Ann’s Adopted Edibles: Funerals

By Ann Cueva

For The Voice

I can rarely attend funerals. The people who count know this about me, and also know I am mourning for their loss.

When my husband died, I stood by Pastor Meitzner as he eulogized my husband stoically, soberly, solemnly, and silently with a two-year-old on my hip and a four-year-old by the hand. I could hear my nearly 90-year-old grandmother, Alta Fredrick, keening at the graveside, “Why not me? Why Allan?”

Several days later that week my endearingly frank, transparent friend, Kathy Bell, showed up to visit with a salad and said bluntly, “You didn’t cry.” I told Kathy the truth. If I had allowed a crack in that dam, I would have been throwing grave dirt like a Tasmanian devil, screaming “It’s not fair. It’s not fair. It’s not fair!”, and pounding the cemetery grass. The cemetery crew would have been excused and another crew would have been called in—the ones who carry straight jackets in their equipment bag instead of shovels.

Since then I have not been able to attend a funeral with any comfort. If I must, I put up the dam and it looks like I don’t really care. My husband attends funerals for loved ones on my behalf who we are going to miss; if a relative dies, my other relatives surround me quickly to make sure I remember the reason for the funeral is our deceased family member and not my uncontrollable weeping; my very dear friend, Connie Eatough attended her own grandson’s funeral with my spirit in her pocket. The drowning of a teenager was simply beyond what I could do. I knew I would see her grief and soon it would appear I was the one who had lost a grandson when really my tears and attention-grabbing, gut-wrenching sobbing would have been for Connie and her family.

There are some funerals I can attend. When death has brought to the door a sweet release from pain and suffering, I feel gratitude. I feel proud of the person who endured their pain. I know I will miss them, remember them, and probably write about them, but I will be grateful peace has come to them.

As you might suspect, my role is in the kitchen preparing the post funeral meal. It was a hard decision about what recipe to give this week.
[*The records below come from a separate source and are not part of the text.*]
#![allow(dead_code)]

use std::path::Path;
use std::sync::Arc;

use axum::body::Body;
use axum::http::Request;
use serde_json::Value;

use evgate_core::config::{QueueConfig, ReleaseGateConfig, ReliabilityConfig, TribunalConfig};
use evgate_core::Config;
use evgate_queue::{MemoryJobStore, WorkQueue};
use evgate_registry::{MemorySourceStore, PolicyEnforcer, Source};
use evgate_reliability::MemoryRunStore;
use evgate_server::AppState;
use evgate_tribunal::{EvidenceGate, MemoryVerdictLog, Tribunal};

/// Environment-independent config rooted at `data_dir`.
pub fn test_config(data_dir: &Path) -> Config {
    let mut config = Config::for_profile("EVGATE_IT");
    config.postgres.username = None;
    config.llm.provider = "none".into();
    config.storage.data_dir = data_dir.to_path_buf();
    config.storage.registry_file = None;
    config.server.cors_origin = "*".into();
    config.queue = QueueConfig::default();
    config.tribunal = TribunalConfig::default();
    config.reliability = ReliabilityConfig::default();
    config.release_gate = ReleaseGateConfig::default();
    config
}

pub fn source(id: &str, tags: &[&str]) -> Source {
    Source {
        source_id: id.to_string(),
        name: Some(format!("{} source", id)),
        status: "ACTIVE".into(),
        tier: "T1".into(),
        access_type: "API".into(),
        update_frequency: "DAILY".into(),
        allowed_use: tags.iter().map(|t| t.to_string()).collect(),
        endpoint_count: 1,
        needs_partnership: false,
        partnership_contact: None,
    }
}

/// In-memory state with a fresh tribunal and no retained runs.
pub fn memory_state(data_dir: &Path, sources: Vec<Source>) -> Arc<AppState> {
    let config = test_config(data_dir);
    let tribunal = Tribunal::new(&config.tribunal, Arc::new(MemoryVerdictLog::new()));
    Arc::new(AppState {
        queue: WorkQueue::from_config(Arc::new(MemoryJobStore::new()), &config.queue),
        enforcer: PolicyEnforcer::new(Arc::new(MemorySourceStore::new(sources))),
        gate: Arc::new(EvidenceGate::new(Arc::new(tribunal))),
        runs: Arc::new(MemoryRunStore::new()),
        durable: false,
        config,
    })
}

/// `cited` sentences carrying `[E1]`, then `uncited` sentences with no marker
/// and no overlap with the evidence excerpt.
pub fn narrative(cited: usize, uncited: usize) -> String {
    let mut text = String::new();
    for i in 0..cited {
        text.push_str(&format!("Imports fell in quarter {} [E1]. ", i + 1));
    }
    for i in 0..uncited {
        text.push_str(&format!("Speculative aside {}. ", i + 1));
    }
    text
}

pub fn request(method: &str, uri: &str, body: Option<Value>) -> Request<Body> {
    let builder = Request::builder().method(method).uri(uri);
    match body {
        Some(json) => builder
            .header("content-type", "application/json")
            .body(Body::from(json.to_string()))
            .unwrap(),
        None => builder.body(Body::empty()).unwrap(),
    }
}

pub async fn body_json(body: Body) -> Value {
    let bytes = axum::body::to_bytes(body, usize::MAX).await.unwrap();
    serde_json::from_slice(&bytes).unwrap()
}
I couldn’t decide between my real funeral potatoes—the ones boiled whole, peeled, and grated or the emergency funeral potatoes—the ones using frozen hash browns. To be honest, I’ve made both.

Instead I decided to provide the recipe Kathy Bell brought to me. You’ve all seen it a million times. It is the 24-hour salad that looks lovely layered initially but when served soon looks like a hot mess of peas, mayo, and an uneven distribution of all the ingredients. You either get a big wad of lettuce or a mush of cheese, bacon, and mayo. Kathy brought this in a 9 by 13 casserole, and it was perfect. Those darn English teachers; they even know how to fix the basic structure of a salad!
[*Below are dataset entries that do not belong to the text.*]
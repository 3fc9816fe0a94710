use std::env;
use std::path::PathBuf;

use serde::{Deserialize, Serialize};

/// Load .env file (silently ignores if missing).
pub fn load_dotenv() {
    dotenvy::dotenv().ok();
}

fn env_or(key: &str, default: &str) -> String {
    env::var(key).unwrap_or_else(|_| default.to_string())
}

fn env_opt(key: &str) -> Option<String> {
    env::var(key).ok().filter(|s| !s.is_empty())
}

/// Read a profiled env var: tries {PROFILE}_{KEY} first, falls back to {KEY}.
fn profiled_env_opt(profile: &str, key: &str) -> Option<String> {
    if !profile.is_empty() {
        let prefixed = format!("{}_{}", profile, key);
        if let Some(v) = env_opt(&prefixed) {
            return Some(v);
        }
    }
    env_opt(key)
}

fn profiled_env_or(profile: &str, key: &str, default: &str) -> String {
    profiled_env_opt(profile, key).unwrap_or_else(|| default.to_string())
}

fn profiled_env_parse<T: std::str::FromStr>(profile: &str, key: &str, default: T) -> T {
    profiled_env_opt(profile, key)
        .and_then(|v| v.parse().ok())
        .unwrap_or(default)
}

// ── Top-level config ──────────────────────────────────────────

#[derive(Debug, Clone, Serialize, Deserialize)]
pub struct Config {
    /// Active profile name (empty = default).
    pub profile: String,
    pub server: ServerConfig,
    pub storage: StorageConfig,
    pub postgres: PostgresConfig,
    pub llm: LlmConfig,
    pub ollama: OllamaConfig,
    pub queue: QueueConfig,
    pub tribunal: TribunalConfig,
    pub reliability: ReliabilityConfig,
    pub release_gate: ReleaseGateConfig,
}
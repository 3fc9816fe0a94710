use std::sync::Arc;

use axum::extract::State;

use super::{error_response, internal, to_json, ApiResult};
use crate::gates;
use crate::state::AppState;

/// GET /reliability/latest: 404 until a run has completed.
pub async fn reliability_latest(State(state): State<Arc<AppState>>) -> ApiResult {
    let latest = state
        .runs
        .latest()
        .map_err(|e| error_response(e.status_code(), e))?;
    match latest {
        Some(run) => to_json(&run),
        None => Err(error_response(404, "no reliability run recorded")),
    }
}

/// GET /reliability/deploy-gate: a blocked decision is still a 200.
pub async fn reliability_deploy_gate(State(state): State<Arc<AppState>>) -> ApiResult {
    let decision = gates::deploy_decision(&state).map_err(internal)?;
    to_json(&decision)
}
In a two-inch deep casserole or 9 by 13 glass casserole (depending on the size you are making), Layer:

Shredded iceberg lettuce, spun very dry

1 cup of petite frozen peas, unthawed but broken up

1 cup of thinly sliced carrots

I chopped green pepper

1 bunch of sliced green onions

Mix 1 cup of mayonnaise with 2 T. sugar and I T. of mustard

Spread lightly over the top of the salad

Cover evenly with one cup shredded cheddar cheese and one pound of crisply fried bacon bits (drained well).

Cover tightly with Saran wrap and refrigerate overnight. Right before serving, embellish with a few cherry tomatoes sliced in half.

One Comment on "Ann’s Adopted Edibles: Funerals"

  1. kathy bell January 31, 2012 at 2:58 pm ·

    Thanks to Annie for the column-just received it in the mail from a friend. Annie has been a friend and nurse to my family for 47 years. Love you Annie.